Summer Sale Limited Time 75% Discount Offer - Ends in 0d 00h 00m 00s - Coupon code = simple75

Pass the Google Cloud Certified Professional-Data-Engineer Questions and answers with Dumpstech

Exam Professional-Data-Engineer Premium Access

View all detail and faqs for the Professional-Data-Engineer exam

Go to Exam

Practice at least 50% of the questions to maximize your chances of passing.

Viewing page 4 out of 12 pages

Viewing questions 31-40 out of questions

Questions # 31:

Your company produces 20,000 files every hour. Each data file is formatted as a comma separated values (CSV) file that is less than 4 KB. All files must be ingested on Google Cloud Platform before they can be processed. Your company site has a 200 ms latency to Google Cloud, and your Internet connection bandwidth is limited as 50 Mbps. You currently deploy a secure FTP (SFTP) server on a virtual machine in Google Compute Engine as the data ingestion point. A local SFTP client runs on a dedicated machine to transmit the CSV files as is. The goal is to make reports with data from the previous day available to the executives by 10:00 a.m. each day. This design is barely able to keep up with the current volume, even though the bandwidth utilization is rather low.

You are told that due to seasonality, your company expects the number of files to double for the next three months. Which two actions should you take? (choose two.)

Options:

Introduce data compression for each file to increase the rate file of file transfer.

Contact your internet service provider (ISP) to increase your maximum bandwidth to at least 100 Mbps.

Redesign the data ingestion process to use gsutil tool to send the CSV files to a storage bucket in parallel.

Assemble 1,000 files into a tape archive (TAR) file. Transmit the TAR files instead, and disassemble the CSV files in the cloud upon receiving them.

Create an S3-compatible storage endpoint in your network, and use Google Cloud Storage Transfer Service to transfer on-premices data to the designated storage bucket.

Questions # 32:

You are choosing a NoSQL database to handle telemetry data submitted from millions of Internet-of-Things (IoT) devices. The volume of data is growing at 100 TB per year, and each data entry has about 100 attributes. The data processing pipeline does not require atomicity, consistency, isolation, and durability (ACID). However, high availability and low latency are required.
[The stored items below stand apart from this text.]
// -----------------------------------------------------------------------------------------------
// FUNCTIONS
// -----------------------------------------------------------------------------------------------

/// Connect, validate the requested settings against the camera's capabilities and start capture.
///
/// On a configuration error the camera is disconnected again.
pub(crate) fn open_camera<C: Camera>(
    camera: &mut C,
    settings: Option<Format7Settings>
) -> Result<Format7Settings> {
    camera.connect()?;

    let configured = camera.format7_info().and_then(|info| {
        log::info!("{}", info);

        let settings = settings.unwrap_or_else(|| Format7Settings::full_frame(&info, PixelFormat::Raw16));
        if settings.pixel_format != PixelFormat::Raw16 {
            return Err(Error::Configuration(format!(
                "stereo capture needs {} frames, not {}",
                PixelFormat::Raw16,
                settings.pixel_format
            )));
        }
        settings.validate(&info)?;

        camera.configure(&settings)?;
        camera.start_capture()?;
        Ok(settings)
    });

    if configured.is_err() {
        if let Err(e) = camera.disconnect() {
            log::warn!("Could not disconnect after a failed start: {}", e);
        }
    }

    configured
}

/// Retrieve a buffer, retrying transient errors according to `policy`.
///
/// `on_failure` is called with the attempt number of every transient failure. After
/// `max_consecutive_failures` failures in a row [`Error::DeviceUnavailable`] is returned.
pub(crate) fn retrieve_with_retry<C, F>(
    camera: &mut C,
    policy: &RetryPolicy,
    mut on_failure: F
) -> Result<RawFrame>
where
    C: Camera,
    F: FnMut(u32, &Error)
{
    let mut failures = 0;

    loop {
        match camera.retrieve_buffer() {
            Ok(raw) => return Ok(raw),
            Err(e) if e.is_transient() => {
                failures += 1;
                on_failure(failures, &e);

                if failures >= policy.max_consecutive_failures {
                    return Err(Error::DeviceUnavailable {
                        attempts: failures,
                        last: e.to_string()
                    });
                }

                let delay = policy.backoff(failures);
                if !delay.is_zero() {
                    thread::sleep(delay);
                }
            },
            Err(e) => return Err(e)
        }
    }
}

/// Stop capture and disconnect, attempting both even if the first fails.
pub(crate) fn close_camera<C: Camera>(camera: &mut C) -> Result<()> {
    let stopped = camera.stop_capture();
    let disconnected = camera.disconnect();

    stopped?;
    disconnected
}
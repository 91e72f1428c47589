//! # General disparity objects
//!
//! This module provides generic disparity traits and structures for use by different algorithms.
//!
//! Disparities are stored as signed 16 bit fixed point values with [`DISP_SHIFT`] fractional bits,
//! so a stored value of 64 is a disparity of 4 pixels.

// -----------------------------------------------------------------------------------------------
// IMPORTS
// -----------------------------------------------------------------------------------------------

use crate::error::*;
use crate::frame::Plane;
use crate::sgbm::{Params, SemiGlobalMatcher};

// -----------------------------------------------------------------------------------------------
// CONSTANTS
// -----------------------------------------------------------------------------------------------

/// Number of fractional bits in a fixed point disparity.
pub const DISP_SHIFT: u32 = 4;

/// Fixed point scale of a disparity, `1 << DISP_SHIFT`.
pub const DISP_SCALE: i32 = 1 << DISP_SHIFT;

/// The search range is `max_disparity_factor * DISPARITY_STEP` pixels.
pub const DISPARITY_STEP: u32 = 16;

/// Largest accepted `max_disparity_factor`, giving a 256 pixel search range.
pub const MAX_DISPARITY_FACTOR: u32 = 16;

// -----------------------------------------------------------------------------------------------
// DATA STRUCTURES
// -----------------------------------------------------------------------------------------------

/// A fixed point disparity map.
#[derive(Debug, Clone, PartialEq)]
pub struct DisparityMap {
    data: Vec<i16>,
    width: u32,
    height: u32,

    /// Smallest disparity the producing matcher searched, in whole pixels.
    min_disparity: i32,

    /// Number of disparities the producing matcher searched.
    num_disparities: u32
}

/// The left-based and right-based disparity maps of one stereo pair.
#[derive(Debug, Clone)]
pub struct DisparityPair {
    pub left: DisparityMap,
    pub right: DisparityMap
}

/// Disparity search settings exposed to users.
#[derive(Debug, Clone, Copy, PartialEq, Eq)]
pub struct DisparityConfig {
    pub max_disparity_factor: u32
}

// -----------------------------------------------------------------------------------------------
// TRAITS
// -----------------------------------------------------------------------------------------------

pub trait DisparityAlgorithm {
    /// Compute the disparity map of `base` against `matched`.
    ///
    /// The returned map has the dimensions of `base`.
    fn compute(&mut self, base: &Plane, matched: &Plane) -> Result<DisparityMap>;
}

// -----------------------------------------------------------------------------------------------
// IMPLEMENTATIONS
// -----------------------------------------------------------------------------------------------

impl DisparityMap {
    /// Create a map in which every pixel is invalid.
    pub fn new(width: u32, height: u32, min_disparity: i32, num_disparities: u32) -> Self {
        let invalid = ((min_disparity - 1) * DISP_SCALE) as i16;

        DisparityMap {
            data: vec![invalid; (width * height) as usize],
            width,
            height,
            min_disparity,
            num_disparities
        }
    }

    pub fn width(&self) -> u32 {
        self.width
    }

    pub fn height(&self) -> u32 {
        self.height
    }

    pub fn dimensions(&self) -> (u32, u32) {
        (self.width, self.height)
    }

    pub fn min_disparity(&self) -> i32 {
        self.min_disparity
    }

    pub fn num_disparities(&self) -> u32 {
        self.num_disparities
    }

    /// The marker stored in pixels which have no reliable disparity.
    pub fn invalid_value(&self) -> i16 {
        ((self.min_disparity - 1) * DISP_SCALE) as i16
    }

    pub fn is_valid(&self, val: i16) -> bool {
        i32::from(val) >= self.min_disparity * DISP_SCALE
    }

    pub fn get(&self, x: u32, y: u32) -> i16 {
        self.data[(y * self.width + x) as usize]
    }

    pub fn put(&mut self, x: u32, y: u32, val: i16) {
        self.data[(y * self.width + x) as usize] = val;
    }

    /// The disparity at the given pixel in pixels, or `None` if it is invalid.
    pub fn get_pixels(&self, x: u32, y: u32) -> Option<f32> {
        let val = self.get(x, y);

        if self.is_valid(val) {
            Some(f32::from(val) / DISP_SCALE as f32)
        }
        else {
            None
        }
    }

    pub fn as_raw(&self) -> &[i16] {
        &self.data
    }

    /// Fraction of pixels holding a valid disparity.
    pub fn valid_fraction(&self) -> f32 {
        if self.data.is_empty() {
            return 0.0;
        }

        let valid = self.data.iter().filter(|&&v| self.is_valid(v)).count();
        valid as f32 / self.data.len() as f32
    }

    /// Invalidate small connected regions ("speckles").
    ///
    /// Two 4-neighbours belong to the same region when both are valid and differ by at most
    /// `max_diff` (fixed point units). Regions of at most `max_speckle_size` pixels are replaced
    /// with the invalid marker.
    pub fn filter_speckles(&mut self, max_speckle_size: u32, max_diff: i32) {
        if max_speckle_size == 0 {
            return;
        }

        let width = self.width as usize;
        let height = self.height as usize;
        let invalid = self.invalid_value();

        // Label 0 is "unlabelled"
        let mut labels = vec![0u32; width * height];
        let mut region_is_speckle: Vec<bool> = vec![false];
        let mut stack: Vec<usize> = Vec::new();

        for start in 0..width * height {
            if labels[start] != 0 || self.data[start] == invalid {
                continue;
            }

            let label = region_is_speckle.len() as u32;
            labels[start] = label;
            stack.push(start);
            let mut count = 0u32;

            while let Some(idx) = stack.pop() {
                count += 1;
                let val = i32::from(self.data[idx]);
                let (x, y) = (idx % width, idx / width);

                let mut visit = |n: usize| {
                    if labels[n] == 0
                        && self.data[n] != invalid
                        && (i32::from(self.data[n]) - val).abs() <= max_diff
                    {
                        labels[n] = label;
                        stack.push(n);
                    }
                };

                if x > 0 { visit(idx - 1); }
                if x + 1 < width { visit(idx + 1); }
                if y > 0 { visit(idx - width); }
                if y + 1 < height { visit(idx + width); }
            }

            region_is_speckle.push(count <= max_speckle_size);
        }

        for (val, &label) in self.data.iter_mut().zip(labels.iter()) {
            if label != 0 && region_is_speckle[label as usize] {
                *val = invalid;
            }
        }
    }
}

impl DisparityConfig {
    /// Validated disparity settings.
    pub fn new(max_disparity_factor: u32) -> Result<Self> {
        let config = Self { max_disparity_factor };
        config.validate()?;
        Ok(config)
    }

    pub fn validate(&self) -> Result<()> {
        if self.max_disparity_factor == 0 || self.max_disparity_factor > MAX_DISPARITY_FACTOR {
            return Err(Error::Configuration(format!(
                "max_disparity_factor must be within 1..={}, got {}",
                MAX_DISPARITY_FACTOR,
                self.max_disparity_factor
            )));
        }

        Ok(())
    }

    /// Size of the disparity search range in pixels.
    pub fn num_disparities(&self) -> u32 {
        self.max_disparity_factor * DISPARITY_STEP
    }
}

impl Default for DisparityConfig {
    fn default() -> Self {
        Self { max_disparity_factor: 1 }
    }
}

// -----------------------------------------------------------------------------------------------
// FUNCTIONS
// -----------------------------------------------------------------------------------------------

/// Compute the left-based and right-based disparity maps of a stereo pair.
///
/// The search range is `max_disparity_factor * 16` pixels starting at zero. The right-based map
/// holds non-positive disparities.
pub fn compute_disparity(
    left: &Plane,
    right: &Plane,
    max_disparity_factor: u32
) -> Result<DisparityPair> {
    let config = DisparityConfig::new(max_disparity_factor)?;

    let mut left_matcher = SemiGlobalMatcher::new(Params::with_num_disparities(
        config.num_disparities()
    ));
    let mut right_matcher = left_matcher.right_matcher();

    Ok(DisparityPair {
        left: left_matcher.compute(left, right)?,
        right: right_matcher.compute(right, left)?
    })
}

// -----------------------------------------------------------------------------------------------
// TESTS
// -----------------------------------------------------------------------------------------------

#[cfg(test)]
mod tests {
    use super::*;

    #[test]
    fn new_map_is_invalid_everywhere() {
        let map = DisparityMap::new(4, 3, 0, 16);

        assert_eq!(map.invalid_value(), -16);
        assert!(map.as_raw().iter().all(|&v| !map.is_valid(v)));
        assert_eq!(map.valid_fraction(), 0.0);
        assert_eq!(map.get_pixels(1, 1), None);
    }

    #[test]
    fn right_based_invalid_marker_is_below_range() {
        let map = DisparityMap::new(2, 2, -15, 16);

        assert_eq!(map.invalid_value(), -256);
        assert!(map.is_valid(-240));
        assert!(map.is_valid(0));
        assert!(!map.is_valid(-256));
    }

    #[test]
    fn speckles_are_removed_and_large_regions_kept() {
        let mut map = DisparityMap::new(10, 10, 0, 16);
        for y in 0..10 {
            for x in 0..10 {
                map.put(x, y, 64);
            }
        }
        // A 2x2 island far from its surroundings
        for &(x, y) in &[(4, 4), (5, 4), (4, 5), (5, 5)] {
            map.put(x, y, 200);
        }

        map.filter_speckles(4, 32);

        assert_eq!(map.get(4, 4), map.invalid_value());
        assert_eq!(map.get(5, 5), map.invalid_value());
        assert_eq!(map.get(0, 0), 64);
        assert_eq!(map.get(9, 9), 64);
    }

    #[test]
    fn disparity_factor_bounds() {
        assert!(DisparityConfig::new(0).is_err());
        assert!(DisparityConfig::new(MAX_DISPARITY_FACTOR + 1).is_err());
        assert_eq!(DisparityConfig::new(4).unwrap().num_disparities(), 64);
        assert_eq!(DisparityConfig::default().num_disparities(), 16);
    }
}
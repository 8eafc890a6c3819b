
use rubato::{
	Resampler as _, SincFixedIn, SincInterpolationParameters, SincInterpolationType,
	WindowFunction, calculate_cutoff,
};

use crate::error::PlaybackError;

const CHUNK_FRAMES: usize = 1024;
const SINC_LEN: usize = 256;
const OVERSAMPLING_FACTOR: usize = 128;

/**
A fixed-ratio sample-rate converter over planar `f64` buffers.

Wraps a windowed-sinc polyphase resampler configured at construction
time; after that, `push` and `take` move samples through preallocated
staging with no further allocation, which is what lets the render
callback drive one. The same type serves the decode thread
(source rate → canonical rate) and the render callback
(canonical rate → stream rate).

Input is accumulated into fixed-size chunks and processed as each chunk
fills; the converted output is staged until taken. `flush` drains the
partial last chunk and the filter tail at end of stream and expects the
staging to have been emptied first.
*/
pub(crate) struct Resampler {
	inner: SincFixedIn<f64>,
	chunk_frames: usize,
	input: Vec<Vec<f64>>,
	input_len: usize,
	output: Vec<Vec<f64>>,
	staged: Vec<Vec<f64>>,
	staged_start: usize,
	staged_len: usize,
}

impl Resampler {
	/// Creates a converter from `source_rate` to `target_rate`, or
	/// `None` when the rates already match (identity bypass).
	pub fn new(
		source_rate: u32,
		target_rate: u32,
		channel_count: usize,
	) -> Result<Option<Self>, PlaybackError> {
		if source_rate == 0 || target_rate == 0 || channel_count == 0 {
			return Err(PlaybackError::InvalidArgument);
		}
		if source_rate == target_rate {
			return Ok(None);
		}
		let ratio = target_rate as f64 / source_rate as f64;
		let window = WindowFunction::BlackmanHarris2;
		let parameters = SincInterpolationParameters {
			sinc_len: SINC_LEN,
			f_cutoff: calculate_cutoff(SINC_LEN, window),
			interpolation: SincInterpolationType::Linear,
			oversampling_factor: OVERSAMPLING_FACTOR,
			window,
		};
		let inner = SincFixedIn::new(ratio, 2.0, parameters, CHUNK_FRAMES, channel_count)
			.map_err(|_| PlaybackError::FormatUnsupported)?;
		let output_max = inner.output_frames_max();
		let staged_capacity = output_max * 2 + CHUNK_FRAMES;
		Ok(Some(Self {
			inner,
			chunk_frames: CHUNK_FRAMES,
			input: vec![vec![0.0; CHUNK_FRAMES]; channel_count],
			input_len: 0,
			output: vec![vec![0.0; output_max]; channel_count],
			staged: vec![vec![0.0; staged_capacity]; channel_count],
			staged_start: 0,
			staged_len: 0,
		}))
	}

	/// The input accumulation chunk size in frames.
	#[must_use]
	pub fn chunk_frames(&self) -> usize {
		self.chunk_frames
	}

	/// Converted frames waiting to be taken.
	#[must_use]
	pub fn available(&self) -> usize {
		self.staged_len
	}

	/// Feeds `frames` frames from `source[channel][offset..]` and
	/// returns the number accepted. Acceptance stops when the staging
	/// is too full to process another chunk; `take` frees it.
	pub fn push(&mut self, source: &[Vec<f64>], offset: usize, frames: usize) -> usize {
		let mut consumed = 0;
		while consumed < frames {
			if self.input_len == self.chunk_frames && !self.process_chunk() {
				break;
			}
			let space = self.chunk_frames - self.input_len;
			let count = space.min(frames - consumed);
			for (channel, input) in source.iter().zip(self.input.iter_mut()) {
				input[self.input_len..self.input_len + count]
					.copy_from_slice(&channel[offset + consumed..offset + consumed + count]);
			}
			self.input_len += count;
			consumed += count;
			if self.input_len == self.chunk_frames {
				self.process_chunk();
			}
		}
		consumed
	}

	/// Moves up to `frames` converted frames into
	/// `dest[channel][offset..]` and returns the number moved.
	pub fn take(&mut self, dest: &mut [Vec<f64>], offset: usize, frames: usize) -> usize {
		let mut count = frames.min(self.staged_len);
		for channel in dest.iter() {
			count = count.min(channel.len().saturating_sub(offset));
		}
		for (channel, staged) in dest.iter_mut().zip(self.staged.iter()) {
			channel[offset..offset + count]
				.copy_from_slice(&staged[self.staged_start..self.staged_start + count]);
		}
		self.staged_start += count;
		self.staged_len -= count;
		if self.staged_len == 0 {
			self.staged_start = 0;
		}
		count
	}

	/// Converts the partial last chunk and drains the filter tail into
	/// the staging. Call at end of stream, with the staging emptied.
	pub fn flush(&mut self) {
		if self.input_len > 0 {
			let partial: Vec<&[f64]> = self
				.input
				.iter()
				.map(|channel| &channel[..self.input_len])
				.collect();
			if let Ok((_, written)) =
				self.inner
					.process_partial_into_buffer(Some(&partial), &mut self.output, None)
			{
				self.stage_output(written);
			}
			self.input_len = 0;
		}
		if let Ok((_, written)) = self.inner.process_partial_into_buffer(
			Option::<&[Vec<f64>]>::None,
			&mut self.output,
			None,
		) {
			self.stage_output(written);
		}
	}

	/// Processes one full input chunk. Returns whether the chunk was
	/// processed (false when the staging cannot hold the output yet).
	fn process_chunk(&mut self) -> bool {
		debug_assert_eq!(self.input_len, self.chunk_frames);
		let output_max = self.inner.output_frames_max();
		if self.staged_capacity() - self.staged_len < output_max {
			return false;
		}
		match self
			.inner
			.process_into_buffer(&self.input, &mut self.output, None)
		{
			Ok((_, written)) => {
				self.stage_output(written);
				self.input_len = 0;
				true
			}
			Err(_) => {
				// a processing error cannot be surfaced from here; drop
				// the chunk rather than wedge the pipeline
				self.input_len = 0;
				true
			}
		}
	}

	fn stage_output(&mut self, frames: usize) {
		let capacity = self.staged_capacity();
		if self.staged_start + self.staged_len + frames > capacity && self.staged_start > 0 {
			for staged in self.staged.iter_mut() {
				staged.copy_within(self.staged_start..self.staged_start + self.staged_len, 0);
			}
			self.staged_start = 0;
		}
		let count = frames.min(capacity - self.staged_start - self.staged_len);
		let dest_start = self.staged_start + self.staged_len;
		for (staged, output) in self.staged.iter_mut().zip(self.output.iter()) {
			staged[dest_start..dest_start + count].copy_from_slice(&output[..count]);
		}
		self.staged_len += count;
	}

	fn staged_capacity(&self) -> usize {
		self.staged.first().map(|channel| channel.len()).unwrap_or(0)
	}
}
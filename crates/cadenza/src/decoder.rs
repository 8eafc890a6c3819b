//! The interface the engine consumes audio through.

#[cfg(test)]
pub(crate) mod mock;
#[cfg(feature = "symphonia")]
mod symphonia;

#[cfg(feature = "symphonia")]
pub use symphonia::SymphoniaDecoder;

use crate::{
	convert::{PcmChunk, SampleType},
	error::DecodeError,
};

/// The fixed format of a decoder's output.
///
/// A decoder's format never changes over its lifetime; a source that
/// switches formats mid-stream must be presented as a new decoder.
#[derive(Debug, Clone, Copy, PartialEq, Eq)]
pub struct SourceFormat {
	/// Sample rate in Hz.
	pub sample_rate: u32,
	pub channel_count: u16,
	pub sample_type: SampleType,
	/// The decoder's natural packet size in frames, if it has one.
	pub frames_per_packet: Option<u32>,
}

/// The result of decoding one packet.
pub enum DecodeResponse {
	/// One packet of interleaved source-format PCM.
	Chunk(PcmChunk),
	/// The source has no more audio. Seeking is the only way back.
	EndOfStream,
}

/**
Decodes a finite stream of PCM packets.

Opening the source happens at construction; dropping the decoder closes
it. Decoders are consumed by the engine's decode thread and closed on
its collector thread, never on the realtime render thread.
*/
pub trait Decoder: Send {
	fn format(&self) -> SourceFormat;

	/// The total number of frames the source will produce.
	fn total_frames(&self) -> u64;

	fn supports_seeking(&self) -> bool;

	/**
	Repositions the source to `frame`.

	The requested frame is a target; a decoder may land earlier (for
	example on a packet boundary). Returns the frame actually reached.
	*/
	fn seek(&mut self, frame: u64) -> Result<u64, DecodeError>;

	/// Decodes the next packet of audio.
	fn decode(&mut self) -> Result<DecodeResponse, DecodeError>;
}
use std::{
	collections::VecDeque,
	sync::atomic::{AtomicBool, AtomicU64, Ordering},
};

use parking_lot::Mutex;

use crate::{
	ACTIVE_DECODER_CAPACITY, MAX_OUTPUT_CHANNELS,
	decoder::Decoder,
	ring_buffer::RingBuffer,
	state::{DecoderState, RENDERING_FINISHED},
	sync::Semaphore,
};

/// State shared between the controller, decode, render and collector
/// threads. The canonical format (sample rate and channel count) is
/// fixed for the lifetime of the engine; output-side sample rate
/// changes are absorbed by the renderer's converter chain.
pub(crate) struct PlayerShared {
	pub ring: RingBuffer,
	pub slots: [DecoderState; ACTIVE_DECODER_CAPACITY],
	pub queue: Mutex<VecDeque<Box<dyn Decoder>>>,
	pub canonical_sample_rate: u32,
	pub channel_count: usize,
	master_volume: AtomicU64,
	channel_volumes: [AtomicU64; MAX_OUTPUT_CHANNELS],
	pub mute_output: AtomicBool,
	pub is_seeking: AtomicBool,
	pub keep_decoding: AtomicBool,
	pub keep_collecting: AtomicBool,
	pub device_playing: AtomicBool,
	pub callback_generation: AtomicU64,
	pub underrun_frames: AtomicU64,
	pub next_sequence: AtomicU64,
	pub decoder_semaphore: Semaphore,
	pub collector_semaphore: Semaphore,
}

impl PlayerShared {
	#[must_use]
	pub fn new(ring: RingBuffer, canonical_sample_rate: u32, channel_count: usize) -> Self {
		Self {
			ring,
			slots: std::array::from_fn(|_| DecoderState::new()),
			queue: Mutex::new(VecDeque::new()),
			canonical_sample_rate,
			channel_count,
			master_volume: AtomicU64::new(1.0f64.to_bits()),
			channel_volumes: std::array::from_fn(|_| AtomicU64::new(1.0f64.to_bits())),
			mute_output: AtomicBool::new(false),
			is_seeking: AtomicBool::new(false),
			keep_decoding: AtomicBool::new(true),
			keep_collecting: AtomicBool::new(true),
			device_playing: AtomicBool::new(false),
			callback_generation: AtomicU64::new(0),
			underrun_frames: AtomicU64::new(0),
			// sequence 0 is reserved for empty slots
			next_sequence: AtomicU64::new(1),
			decoder_semaphore: Semaphore::new(),
			collector_semaphore: Semaphore::new(),
		}
	}

	#[must_use]
	pub fn master_volume(&self) -> f64 {
		f64::from_bits(self.master_volume.load(Ordering::SeqCst))
	}

	pub fn set_master_volume(&self, volume: f64) {
		self.master_volume
			.store(volume.max(0.0).to_bits(), Ordering::SeqCst);
	}

	#[must_use]
	pub fn channel_volume(&self, channel: usize) -> f64 {
		match self.channel_volumes.get(channel) {
			Some(volume) => f64::from_bits(volume.load(Ordering::SeqCst)),
			None => 1.0,
		}
	}

	pub fn set_channel_volume(&self, channel: usize, volume: f64) {
		if let Some(slot) = self.channel_volumes.get(channel) {
			slot.store(volume.max(0.0).to_bits(), Ordering::SeqCst);
		}
	}

	/// The earliest claimed slot matching `predicate`, in claim order.
	#[must_use]
	pub fn earliest_slot(
		&self,
		predicate: impl Fn(&DecoderState) -> bool,
	) -> Option<&DecoderState> {
		self.slots
			.iter()
			.filter(|slot| slot.is_claimed() && predicate(slot))
			.min_by_key(|slot| slot.sequence())
	}

	/// The decoder currently being (or next to be) rendered.
	#[must_use]
	pub fn current_slot(&self) -> Option<&DecoderState> {
		self.earliest_slot(|slot| !slot.has_flags(RENDERING_FINISHED))
	}
}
You need to analyze the data by querying against individual fields. Which three databases meet your requirements? (Choose three.)

Questions # 33:

You work for an economic consulting firm that helps companies identify economic trends as they happen. As part of your analysis, you use Google BigQuery to correlate customer data with the average prices of the 100 most common goods sold, including bread, gasoline, milk, and others. The average prices of these goods are updated every 30 minutes. You want to make sure this data stays up to date so you can combine it with other data in BigQuery as cheaply as possible. What should you do?

Options:

Load the data every 30 minutes into a new partitioned table in BigQuery.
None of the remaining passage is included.